** AVAILABLE RECORDS **
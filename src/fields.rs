// 🏷️ Field Locator - rules as data over drifting field names
//
// The same concept shows up as `kilometraz`, `km`, `נסועה` or `ק"מ` depending on
// the dataset revision. Each semantic role owns ordered name rules and an
// optional exclusion; one generic `locate` consumes the table.

use crate::record::{RawRecord, Scalar};
use regex::Regex;
use serde::{Deserialize, Serialize};
use std::sync::OnceLock;

// ============================================================================
// ROLES
// ============================================================================

/// Semantic roles a field can play in a history record
#[derive(Debug, Clone, Copy, PartialEq, Eq, Hash, Serialize, Deserialize)]
pub enum FieldRole {
    OdometerReading,
    GenericDate,
    InspectionDate,
    MileageUpdateDate,
    OwnershipType,
    OwnershipDate,
    OwnershipRemark,
    LpgFlag,
    ColorChangeFlag,
    TyreFlag,
}

impl FieldRole {
    pub fn code(&self) -> &str {
        match self {
            FieldRole::OdometerReading => "odometer",
            FieldRole::GenericDate => "date",
            FieldRole::InspectionDate => "inspection_date",
            FieldRole::MileageUpdateDate => "mileage_update_date",
            FieldRole::OwnershipType => "ownership_type",
            FieldRole::OwnershipDate => "ownership_date",
            FieldRole::OwnershipRemark => "ownership_remark",
            FieldRole::LpgFlag => "lpg",
            FieldRole::ColorChangeFlag => "color_change",
            FieldRole::TyreFlag => "tyre",
        }
    }
}

// ============================================================================
// RULE TABLE
// ============================================================================

/// Registration / first-registration / delivery dates are not update dates
const REGISTRATION_FIELDS: &str =
    r"(first|ראשונ|rishon|מסירה|mesira|registration|רישו?ם|rishum|aliya|alia|עלייה)";

/// Names that carry a date rather than a quantity or a category
const DATE_LIKE_FIELDS: &str = r"(תאריך|מועד|date|taarich|moed|(^|_)dt($|_))";

/// `(role, name pattern, exclusion pattern)` - order is priority
const FIELD_RULES: &[(FieldRole, &str, Option<&str>)] = &[
    // odometer
    (
        FieldRole::OdometerReading,
        r#"(ק"?.?מ|קמ|נסוע|נסועה|nes[ou]?a|kilometraz|kilo(meter|metre)?|odo(meter)?|(^|_)km($|_))"#,
        Some(DATE_LIKE_FIELDS),
    ),
    // mileage update date
    (
        FieldRole::MileageUpdateDate,
        r#"(עדכון|update|idkun).*(ק"?.?מ|km|kilometraz|odometer|נסוע|נסועה)"#,
        Some(REGISTRATION_FIELDS),
    ),
    // inspection / test date, both word orders
    (
        FieldRole::InspectionDate,
        r"(תאריך|מועד|date|dt|taarich|moed).*(מבחן|טסט|בדיק|רישוי|inspection|test|mivhan|mivchan)",
        Some(REGISTRATION_FIELDS),
    ),
    (
        FieldRole::InspectionDate,
        r"(מבחן|טסט|inspection|test|mivhan|mivchan).*(תאריך|מועד|date|dt)",
        Some(REGISTRATION_FIELDS),
    ),
    // any date
    (
        FieldRole::GenericDate,
        r"(תאריך|מועד|date|dt|taarich|moed)",
        Some(REGISTRATION_FIELDS),
    ),
    // ownership change date: canonical alias first
    (FieldRole::OwnershipDate, r"^baalut[_-]?dt$", None),
    (FieldRole::OwnershipDate, r"(תאריך|date|dt|מועד|taarich)", None),
    // ownership type: typed columns first, then Hebrew vocabulary
    (
        FieldRole::OwnershipType,
        r"(baalut.*(sug|type)|sug.*baalut|^sug$|^baalut$|owner(ship)?_?type)",
        None,
    ),
    (FieldRole::OwnershipType, r"(בעלות|סוג|type)", Some(DATE_LIKE_FIELDS)),
    // free-text remark shown next to an ownership
    (FieldRole::OwnershipRemark, r"(הער|תיאור|remark|desc)", None),
    // boolean flags
    (FieldRole::LpgFlag, r#"(גפ"?.?מ|lpg|gapam)"#, None),
    (FieldRole::ColorChangeFlag, r"(צבע|color|colour|t?zeva)", None),
    (FieldRole::TyreFlag, r"(צמיג|tyre|tire|zmig)", None),
];

/// Compiled form of one `FIELD_RULES` row
pub struct FieldRule {
    pub role: FieldRole,
    pattern: Regex,
    exclusion: Option<Regex>,
}

impl FieldRule {
    fn compile(role: FieldRole, pattern: &str, exclusion: Option<&str>) -> Self {
        FieldRule {
            role,
            pattern: case_insensitive(pattern),
            exclusion: exclusion.map(case_insensitive),
        }
    }

    /// Does a field name satisfy this rule (pattern hit, exclusion miss)?
    pub fn matches(&self, field_name: &str) -> bool {
        self.pattern.is_match(field_name)
            && !self
                .exclusion
                .as_ref()
                .map_or(false, |ex| ex.is_match(field_name))
    }
}

fn case_insensitive(pattern: &str) -> Regex {
    Regex::new(&format!("(?i){}", pattern)).expect("valid field rule regex")
}

/// All compiled rules, in table order
pub fn field_rules() -> &'static [FieldRule] {
    static RULES: OnceLock<Vec<FieldRule>> = OnceLock::new();
    RULES.get_or_init(|| {
        FIELD_RULES
            .iter()
            .map(|(role, pattern, exclusion)| FieldRule::compile(*role, pattern, *exclusion))
            .collect()
    })
}

/// Is this a registration / delivery field name?
pub fn is_registration_field(field_name: &str) -> bool {
    static REGISTRATION_RE: OnceLock<Regex> = OnceLock::new();
    REGISTRATION_RE
        .get_or_init(|| case_insensitive(REGISTRATION_FIELDS))
        .is_match(field_name)
}

/// CKAN bookkeeping and identifier columns that never carry history values
pub fn is_bookkeeping_field(field_name: &str) -> bool {
    field_name.starts_with('_') || field_name == "rank" || field_name == "mispar_rechev"
}

// ============================================================================
// LOCATOR
// ============================================================================

/// A field picked for a role
#[derive(Debug, Clone, Copy, PartialEq)]
pub struct LocatedField<'a> {
    pub name: &'a str,
    pub value: Scalar<'a>,
}

/// Locate the first field playing `role` in `record`.
///
/// Rules are tried in priority order; within a rule, fields in record order.
/// Null and blank values count as absent. Two matching fields are never
/// merged, the first hit wins.
pub fn locate<'a>(record: &'a RawRecord, role: FieldRole) -> Option<LocatedField<'a>> {
    field_rules()
        .iter()
        .filter(|rule| rule.role == role)
        .find_map(|rule| {
            record
                .scalars()
                .find(|(name, value)| rule.matches(name) && !value.is_blank())
                .map(|(name, value)| LocatedField { name, value })
        })
}

/// Same as [`locate`] but returns only the value
pub fn locate_value(record: &RawRecord, role: FieldRole) -> Option<Scalar<'_>> {
    locate(record, role).map(|f| f.value)
}

// ============================================================================
// TESTS
// ============================================================================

** ACTION ITEM **
Within the material above, find the lines that contain the word "mivhan"; copy them.

** TASK ANSWER **
        r"(תאריך|מועד|date|dt|taarich|moed).*(מבחן|טסט|בדיק|רישוי|inspection|test|mivhan|mivchan)",
        r"(מבחן|טסט|inspection|test|mivhan|mivchan).*(תאריך|מועד|date|dt)",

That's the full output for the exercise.